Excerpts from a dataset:
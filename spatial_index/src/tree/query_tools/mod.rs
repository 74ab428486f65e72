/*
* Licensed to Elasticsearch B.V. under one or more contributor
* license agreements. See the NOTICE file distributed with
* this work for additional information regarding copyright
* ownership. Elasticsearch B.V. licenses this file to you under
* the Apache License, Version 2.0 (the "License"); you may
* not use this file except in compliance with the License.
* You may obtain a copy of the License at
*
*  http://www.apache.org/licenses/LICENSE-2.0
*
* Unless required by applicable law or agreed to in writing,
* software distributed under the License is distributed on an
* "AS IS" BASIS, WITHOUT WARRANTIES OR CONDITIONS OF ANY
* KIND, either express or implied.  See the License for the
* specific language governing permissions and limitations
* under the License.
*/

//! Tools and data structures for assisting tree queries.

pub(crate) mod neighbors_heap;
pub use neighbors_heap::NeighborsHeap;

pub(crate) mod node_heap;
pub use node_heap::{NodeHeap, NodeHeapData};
--
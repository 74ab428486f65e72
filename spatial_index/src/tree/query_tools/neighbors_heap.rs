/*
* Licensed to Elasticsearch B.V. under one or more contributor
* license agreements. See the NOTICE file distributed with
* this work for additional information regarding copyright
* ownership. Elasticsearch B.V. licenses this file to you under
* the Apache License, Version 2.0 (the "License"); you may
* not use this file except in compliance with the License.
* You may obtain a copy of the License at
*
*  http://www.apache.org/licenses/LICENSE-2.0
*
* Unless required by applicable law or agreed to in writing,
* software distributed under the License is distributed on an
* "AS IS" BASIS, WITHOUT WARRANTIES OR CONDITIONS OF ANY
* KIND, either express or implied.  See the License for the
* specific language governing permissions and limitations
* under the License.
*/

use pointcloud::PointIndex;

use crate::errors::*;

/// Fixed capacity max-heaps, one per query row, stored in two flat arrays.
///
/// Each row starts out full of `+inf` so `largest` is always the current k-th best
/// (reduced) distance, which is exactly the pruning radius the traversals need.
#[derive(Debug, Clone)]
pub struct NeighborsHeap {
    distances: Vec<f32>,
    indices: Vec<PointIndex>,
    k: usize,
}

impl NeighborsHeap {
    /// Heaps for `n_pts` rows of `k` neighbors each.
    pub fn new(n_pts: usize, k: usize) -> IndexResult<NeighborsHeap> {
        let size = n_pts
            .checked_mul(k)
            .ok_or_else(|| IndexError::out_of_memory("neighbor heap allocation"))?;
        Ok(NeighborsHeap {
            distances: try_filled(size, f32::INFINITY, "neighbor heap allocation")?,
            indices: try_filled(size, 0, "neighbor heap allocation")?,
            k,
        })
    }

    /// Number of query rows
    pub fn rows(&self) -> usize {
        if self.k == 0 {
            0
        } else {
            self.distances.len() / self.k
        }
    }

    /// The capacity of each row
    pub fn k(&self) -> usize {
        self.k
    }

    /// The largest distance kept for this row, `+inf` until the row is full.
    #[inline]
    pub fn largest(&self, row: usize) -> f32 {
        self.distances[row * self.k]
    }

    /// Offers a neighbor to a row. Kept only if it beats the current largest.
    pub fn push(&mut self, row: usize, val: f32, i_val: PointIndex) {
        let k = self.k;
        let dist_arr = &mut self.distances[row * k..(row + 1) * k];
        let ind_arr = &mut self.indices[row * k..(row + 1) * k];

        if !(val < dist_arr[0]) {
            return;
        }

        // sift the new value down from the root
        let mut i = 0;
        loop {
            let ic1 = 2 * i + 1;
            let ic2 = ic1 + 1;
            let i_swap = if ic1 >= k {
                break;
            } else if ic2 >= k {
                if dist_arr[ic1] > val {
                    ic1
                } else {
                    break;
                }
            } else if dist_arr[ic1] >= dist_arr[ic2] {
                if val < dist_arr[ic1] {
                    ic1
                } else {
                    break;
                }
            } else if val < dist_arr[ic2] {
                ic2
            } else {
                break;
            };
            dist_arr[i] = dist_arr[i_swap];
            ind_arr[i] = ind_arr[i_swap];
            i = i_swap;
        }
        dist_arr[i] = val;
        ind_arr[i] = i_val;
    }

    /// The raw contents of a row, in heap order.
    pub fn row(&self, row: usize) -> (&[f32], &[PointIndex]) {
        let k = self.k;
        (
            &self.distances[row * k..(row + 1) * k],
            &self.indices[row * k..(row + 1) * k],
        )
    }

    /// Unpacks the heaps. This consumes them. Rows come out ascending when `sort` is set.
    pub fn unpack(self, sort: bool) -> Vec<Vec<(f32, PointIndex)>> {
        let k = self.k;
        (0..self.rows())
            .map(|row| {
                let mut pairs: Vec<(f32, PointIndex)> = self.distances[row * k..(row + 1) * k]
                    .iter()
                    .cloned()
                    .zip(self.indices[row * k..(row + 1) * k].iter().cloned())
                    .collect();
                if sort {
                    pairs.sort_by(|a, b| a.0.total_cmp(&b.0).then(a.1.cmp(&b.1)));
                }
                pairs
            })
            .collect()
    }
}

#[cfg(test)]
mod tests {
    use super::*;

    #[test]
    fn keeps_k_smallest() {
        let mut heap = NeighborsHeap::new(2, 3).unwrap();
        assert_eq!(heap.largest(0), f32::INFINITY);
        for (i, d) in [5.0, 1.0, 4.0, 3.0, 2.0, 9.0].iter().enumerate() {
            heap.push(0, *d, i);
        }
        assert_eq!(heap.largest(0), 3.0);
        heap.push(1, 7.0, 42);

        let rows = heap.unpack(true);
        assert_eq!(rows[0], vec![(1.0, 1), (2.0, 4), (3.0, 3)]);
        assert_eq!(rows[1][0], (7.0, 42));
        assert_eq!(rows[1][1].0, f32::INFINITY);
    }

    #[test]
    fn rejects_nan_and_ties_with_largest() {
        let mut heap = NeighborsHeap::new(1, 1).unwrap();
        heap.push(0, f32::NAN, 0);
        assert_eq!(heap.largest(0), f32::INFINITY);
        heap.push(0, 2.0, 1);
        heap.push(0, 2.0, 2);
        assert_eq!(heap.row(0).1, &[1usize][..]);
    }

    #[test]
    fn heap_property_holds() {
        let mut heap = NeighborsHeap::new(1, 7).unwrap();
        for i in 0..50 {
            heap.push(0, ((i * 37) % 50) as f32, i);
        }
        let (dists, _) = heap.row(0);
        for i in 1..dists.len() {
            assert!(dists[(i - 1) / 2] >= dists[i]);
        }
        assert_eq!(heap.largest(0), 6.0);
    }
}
---
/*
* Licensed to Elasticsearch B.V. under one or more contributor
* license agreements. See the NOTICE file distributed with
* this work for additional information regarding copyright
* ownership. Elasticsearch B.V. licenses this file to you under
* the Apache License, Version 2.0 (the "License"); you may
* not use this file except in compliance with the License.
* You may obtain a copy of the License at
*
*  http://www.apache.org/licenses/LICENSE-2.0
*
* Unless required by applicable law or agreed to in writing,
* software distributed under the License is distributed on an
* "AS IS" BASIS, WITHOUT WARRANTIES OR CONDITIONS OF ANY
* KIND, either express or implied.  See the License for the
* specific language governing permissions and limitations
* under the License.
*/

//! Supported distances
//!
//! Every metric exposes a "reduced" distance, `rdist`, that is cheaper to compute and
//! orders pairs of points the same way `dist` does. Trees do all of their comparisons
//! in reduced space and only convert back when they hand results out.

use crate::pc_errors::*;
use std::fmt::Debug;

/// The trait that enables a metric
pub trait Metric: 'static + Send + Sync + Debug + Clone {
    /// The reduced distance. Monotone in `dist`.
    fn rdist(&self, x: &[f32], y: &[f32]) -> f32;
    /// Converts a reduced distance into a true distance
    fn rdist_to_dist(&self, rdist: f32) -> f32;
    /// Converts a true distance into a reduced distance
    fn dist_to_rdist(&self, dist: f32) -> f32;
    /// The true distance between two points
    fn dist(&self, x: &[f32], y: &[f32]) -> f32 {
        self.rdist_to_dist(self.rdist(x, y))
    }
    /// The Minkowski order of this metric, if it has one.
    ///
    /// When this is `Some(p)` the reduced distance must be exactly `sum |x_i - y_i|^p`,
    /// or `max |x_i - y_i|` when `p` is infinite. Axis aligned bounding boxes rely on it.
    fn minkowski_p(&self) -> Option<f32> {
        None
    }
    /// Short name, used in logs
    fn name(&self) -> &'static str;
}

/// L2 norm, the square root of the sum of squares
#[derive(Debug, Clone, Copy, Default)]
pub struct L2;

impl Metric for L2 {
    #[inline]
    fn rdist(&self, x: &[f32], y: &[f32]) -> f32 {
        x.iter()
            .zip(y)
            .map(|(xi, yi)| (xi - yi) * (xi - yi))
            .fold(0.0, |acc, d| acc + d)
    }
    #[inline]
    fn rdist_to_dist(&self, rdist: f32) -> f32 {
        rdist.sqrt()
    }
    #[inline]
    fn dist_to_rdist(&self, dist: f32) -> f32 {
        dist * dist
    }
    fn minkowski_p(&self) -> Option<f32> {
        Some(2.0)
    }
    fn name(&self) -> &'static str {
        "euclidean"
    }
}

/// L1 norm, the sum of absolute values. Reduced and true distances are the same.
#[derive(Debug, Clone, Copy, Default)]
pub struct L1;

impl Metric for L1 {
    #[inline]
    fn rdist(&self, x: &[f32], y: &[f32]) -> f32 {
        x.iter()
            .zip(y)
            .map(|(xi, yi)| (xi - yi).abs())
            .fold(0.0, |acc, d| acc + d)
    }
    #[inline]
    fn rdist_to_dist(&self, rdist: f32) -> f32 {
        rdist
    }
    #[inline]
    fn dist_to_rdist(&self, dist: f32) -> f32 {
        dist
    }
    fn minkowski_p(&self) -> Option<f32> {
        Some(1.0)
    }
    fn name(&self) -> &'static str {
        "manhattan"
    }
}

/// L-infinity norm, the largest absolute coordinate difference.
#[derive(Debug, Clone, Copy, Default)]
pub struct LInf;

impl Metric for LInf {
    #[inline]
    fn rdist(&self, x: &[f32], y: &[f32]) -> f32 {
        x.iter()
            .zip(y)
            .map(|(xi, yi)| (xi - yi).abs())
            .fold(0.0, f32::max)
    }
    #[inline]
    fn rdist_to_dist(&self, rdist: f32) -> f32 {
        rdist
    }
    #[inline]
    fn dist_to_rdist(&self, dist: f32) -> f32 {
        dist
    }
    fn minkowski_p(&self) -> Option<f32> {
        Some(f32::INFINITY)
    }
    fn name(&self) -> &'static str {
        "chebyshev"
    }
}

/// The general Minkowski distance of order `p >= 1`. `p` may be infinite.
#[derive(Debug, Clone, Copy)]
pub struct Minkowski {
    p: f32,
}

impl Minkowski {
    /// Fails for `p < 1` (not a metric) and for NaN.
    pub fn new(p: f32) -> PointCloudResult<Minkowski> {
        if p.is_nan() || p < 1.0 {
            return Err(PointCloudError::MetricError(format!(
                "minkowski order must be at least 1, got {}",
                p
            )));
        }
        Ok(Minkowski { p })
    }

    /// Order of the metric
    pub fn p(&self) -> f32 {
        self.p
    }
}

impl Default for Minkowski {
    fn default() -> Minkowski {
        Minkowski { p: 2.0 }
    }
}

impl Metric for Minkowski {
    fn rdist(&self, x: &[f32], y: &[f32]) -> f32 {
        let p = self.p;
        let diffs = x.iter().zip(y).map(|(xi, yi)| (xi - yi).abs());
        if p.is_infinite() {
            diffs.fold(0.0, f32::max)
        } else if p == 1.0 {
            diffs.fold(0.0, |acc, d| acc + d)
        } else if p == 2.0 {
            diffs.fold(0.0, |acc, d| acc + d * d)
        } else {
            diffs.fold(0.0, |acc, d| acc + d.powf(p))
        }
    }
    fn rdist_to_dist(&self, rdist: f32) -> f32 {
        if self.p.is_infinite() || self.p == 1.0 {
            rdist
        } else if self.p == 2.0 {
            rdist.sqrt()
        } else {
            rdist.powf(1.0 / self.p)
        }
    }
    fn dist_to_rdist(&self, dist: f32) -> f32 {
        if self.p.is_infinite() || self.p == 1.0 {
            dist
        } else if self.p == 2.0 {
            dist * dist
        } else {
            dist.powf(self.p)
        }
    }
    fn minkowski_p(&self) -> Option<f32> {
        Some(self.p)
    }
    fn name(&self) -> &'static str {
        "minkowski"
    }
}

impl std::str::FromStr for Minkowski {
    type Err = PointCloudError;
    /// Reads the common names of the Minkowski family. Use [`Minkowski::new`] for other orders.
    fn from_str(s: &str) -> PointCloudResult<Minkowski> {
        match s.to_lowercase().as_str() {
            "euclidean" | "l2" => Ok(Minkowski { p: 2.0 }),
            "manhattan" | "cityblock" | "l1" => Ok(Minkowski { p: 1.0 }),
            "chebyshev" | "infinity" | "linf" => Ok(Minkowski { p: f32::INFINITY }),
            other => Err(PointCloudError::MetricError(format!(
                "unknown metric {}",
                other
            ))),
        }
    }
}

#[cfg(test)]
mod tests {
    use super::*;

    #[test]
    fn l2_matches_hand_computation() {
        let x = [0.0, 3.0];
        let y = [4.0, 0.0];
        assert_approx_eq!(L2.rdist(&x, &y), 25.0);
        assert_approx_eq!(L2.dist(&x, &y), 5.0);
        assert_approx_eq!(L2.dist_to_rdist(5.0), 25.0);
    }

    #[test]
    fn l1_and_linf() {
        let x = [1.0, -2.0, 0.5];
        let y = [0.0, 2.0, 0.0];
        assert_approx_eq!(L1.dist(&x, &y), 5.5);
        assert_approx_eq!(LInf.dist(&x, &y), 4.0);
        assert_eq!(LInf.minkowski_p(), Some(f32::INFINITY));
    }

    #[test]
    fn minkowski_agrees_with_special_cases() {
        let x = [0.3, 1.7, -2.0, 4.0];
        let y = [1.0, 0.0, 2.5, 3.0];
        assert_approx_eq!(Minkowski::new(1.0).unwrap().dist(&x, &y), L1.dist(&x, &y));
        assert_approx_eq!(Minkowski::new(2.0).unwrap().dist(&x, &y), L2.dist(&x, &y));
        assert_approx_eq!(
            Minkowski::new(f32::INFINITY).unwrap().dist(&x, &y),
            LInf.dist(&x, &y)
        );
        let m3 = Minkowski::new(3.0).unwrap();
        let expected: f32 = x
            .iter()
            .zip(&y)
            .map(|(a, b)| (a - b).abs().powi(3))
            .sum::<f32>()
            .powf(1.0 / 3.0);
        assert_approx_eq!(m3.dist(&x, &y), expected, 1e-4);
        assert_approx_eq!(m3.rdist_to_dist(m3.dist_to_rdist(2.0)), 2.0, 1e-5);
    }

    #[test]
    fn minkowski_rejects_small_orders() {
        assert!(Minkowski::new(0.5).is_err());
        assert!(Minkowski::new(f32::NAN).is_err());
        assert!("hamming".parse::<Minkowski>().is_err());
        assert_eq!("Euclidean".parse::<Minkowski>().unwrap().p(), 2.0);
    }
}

*REQUIRED WORK*: Search the entries for the word "PointCloudError" and pick out every line that holds it.

*FINISHED TASK*:
            return Err(PointCloudError::MetricError(format!(
    type Err = PointCloudError;
            other => Err(PointCloudError::MetricError(format!(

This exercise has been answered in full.